Banks have the tools to serve lower-income customers who are disproportionately impacted by predatory lending, said Federal Reserve Gov. Michelle Bowman on July 9.
Speaking at a finance conference in Washington, D.C., Bowman said small-dollar loans from banks often have safer terms and a lower cost than other types of loans.
“Some banks that offer small dollar loan products often use automated underwriting based on alternative information that can include consumer-permissioned cash-flow data,” Bowman said. “If used appropriately, this approach can reduce bank underwriting costs, potentially making affordably priced loans available to consumers on a more timely basis.
“If these loans were more available in the banking system, they could serve as an alternative to more costly options from alternative financial services providers. Small dollar loans targeted to low- and moderate-income consumers have the potential to provide an accessible and more fairly priced alternative when consumers experience a financial emergency.”
An estimated 10 percent of adults with an annual family income of less than $50,000 used payday, pawn, auto title or tax refund anticipation loans to secure needed funds. Bowman said those products “often carry high or even punitive direct and indirect costs and risks to the consumer. For example, non-repayment of an auto title loan can lead to vehicle repossession further complicating the consumer’s financial situation.”

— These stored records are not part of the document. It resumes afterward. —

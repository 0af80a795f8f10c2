//! Cancellable, coalescing delay for activations of heavy items.
//!
//! At most one timer is armed per collection. Arming a new one aborts the
//! previous task, so a burst of clicks yields a single activation for the
//! index the burst settled on.

use std::time::Duration;

use shared::protocol::OutboundIntent;
use tokio::{runtime::Handle, task::JoinHandle};
use tracing::{debug, warn};

use crate::gateway::Outbox;

struct PendingActivation {
    index: usize,
    task: JoinHandle<()>,
}

pub struct ActivationScheduler {
    delay: Duration,
    pending: Option<PendingActivation>,
}

impl ActivationScheduler {
    pub fn new(delay: Duration) -> Self {
        Self {
            delay,
            pending: None,
        }
    }

    pub fn delay(&self) -> Duration {
        self.delay
    }

    /// Arms the timer for `index`, replacing any armed timer. `intent` is
    /// queued on `outbox` once the delay elapses.
    pub fn schedule(&mut self, index: usize, intent: OutboundIntent, outbox: &Outbox) {
        self.cancel();

        let Ok(runtime) = Handle::try_current() else {
            warn!(index, "no async runtime for deferred activation; sending immediately");
            outbox.send(intent);
            return;
        };

        let outbox = outbox.clone();
        let delay = self.delay;
        let task = runtime.spawn(async move {
            tokio::time::sleep(delay).await;
            outbox.send(intent);
        });
        debug!(index, delay_ms = delay.as_millis() as u64, "deferred activation armed");
        self.pending = Some(PendingActivation { index, task });
    }

    /// Disarms the timer. Returns the index whose activation was suppressed,
    /// if the timer had not fired yet.
    pub fn cancel(&mut self) -> Option<usize> {
        let pending = self.pending.take()?;
        if pending.task.is_finished() {
            return None;
        }
        pending.task.abort();
        debug!(index = pending.index, "deferred activation cancelled");
        Some(pending.index)
    }

    pub fn pending_index(&self) -> Option<usize> {
        self.pending
            .as_ref()
            .filter(|pending| !pending.task.is_finished())
            .map(|pending| pending.index)
    }

    pub fn is_pending(&self) -> bool {
        self.pending_index().is_some()
    }
}

impl Drop for ActivationScheduler {
    fn drop(&mut self) {
        if let Some(pending) = self.pending.take() {
            pending.task.abort();
        }
    }
}

#[cfg(test)]
#[path = "tests/activation_tests.rs"]
mod tests;
use shared::domain::CollectionKind;
use tokio::sync::mpsc::UnboundedReceiver;

use super::*;

fn activate(index: usize) -> OutboundIntent {
    OutboundIntent::Activate {
        collection: CollectionKind::Dependencies,
        index,
    }
}

fn drain(rx: &mut UnboundedReceiver<OutboundIntent>) -> Vec<OutboundIntent> {
    let mut intents = Vec::new();
    while let Ok(intent) = rx.try_recv() {
        intents.push(intent);
    }
    intents
}

#[tokio::test(start_paused = true)]
async fn fires_once_after_delay() {
    let (outbox, mut rx) = Outbox::channel();
    let mut scheduler = ActivationScheduler::new(Duration::from_millis(100));

    scheduler.schedule(4, activate(4), &outbox);
    assert_eq!(scheduler.pending_index(), Some(4));

    tokio::time::sleep(Duration::from_millis(99)).await;
    assert!(drain(&mut rx).is_empty());

    tokio::time::sleep(Duration::from_millis(2)).await;
    assert_eq!(drain(&mut rx), vec![activate(4)]);
    assert!(!scheduler.is_pending());
}

#[tokio::test(start_paused = true)]
async fn rescheduling_coalesces_to_last_index() {
    let (outbox, mut rx) = Outbox::channel();
    let mut scheduler = ActivationScheduler::new(Duration::from_millis(100));

    for index in [1, 2, 3] {
        scheduler.schedule(index, activate(index), &outbox);
        tokio::time::sleep(Duration::from_millis(60)).await;
    }
    assert!(drain(&mut rx).is_empty());

    tokio::time::sleep(Duration::from_millis(100)).await;
    assert_eq!(drain(&mut rx), vec![activate(3)]);
}

#[tokio::test(start_paused = true)]
async fn cancel_suppresses_activation() {
    let (outbox, mut rx) = Outbox::channel();
    let mut scheduler = ActivationScheduler::new(Duration::from_millis(100));

    scheduler.schedule(2, activate(2), &outbox);
    assert_eq!(scheduler.cancel(), Some(2));
    assert_eq!(scheduler.cancel(), None);

    tokio::time::sleep(Duration::from_millis(500)).await;
    assert!(drain(&mut rx).is_empty());
}

#[tokio::test(start_paused = true)]
async fn cancel_after_fire_reports_nothing() {
    let (outbox, mut rx) = Outbox::channel();
    let mut scheduler = ActivationScheduler::new(Duration::from_millis(100));

    scheduler.schedule(0, activate(0), &outbox);
    tokio::time::sleep(Duration::from_millis(150)).await;

    assert_eq!(scheduler.cancel(), None);
    assert_eq!(drain(&mut rx), vec![activate(0)]);
}

#[test]
fn sends_immediately_without_runtime() {
    let (outbox, mut rx) = Outbox::channel();
    let mut scheduler = ActivationScheduler::new(Duration::from_millis(100));

    scheduler.schedule(1, activate(1), &outbox);

    assert!(!scheduler.is_pending());
    assert_eq!(drain(&mut rx), vec![activate(1)]);
}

Bowman also described the lack of financing options for small businesses. Tight financial conditions were causing small businesses to often rely on personal funds or a loan from friends or family to support their businesses, according to the Federal Reserve System’s annual Small Business Credit Survey of more than 6,000 firms with fewer than 500 employees.
“Because access to credit is fundamental to broader financial access and inclusion, this experience of reliance on personal financial resources shows that the credit needs of small businesses may not be fully met by the financial industry,” Bowman said.
Bowman said reducing remittance fees will also make the financial system more inclusive. The average cost of sending $200 internationally from the United States is nearly 6 percent, Bowman noted. G20 countries have again committed to reducing average remittance fees to under 3 percent by 2030.
Bowman also described the recent work she’s overseen as chair of the Division of Consumer and Community Affairs. “DCCA informs internal and external stakeholders by leveraging its research and analysis to provide information that can be utilized by external stakeholders to support their work,” Bowman said.
The division’s annual Survey of Household Economics and Decisionmaking was published in May and addressed financial well-being, retirement, economic fragility, student loans, savings and education.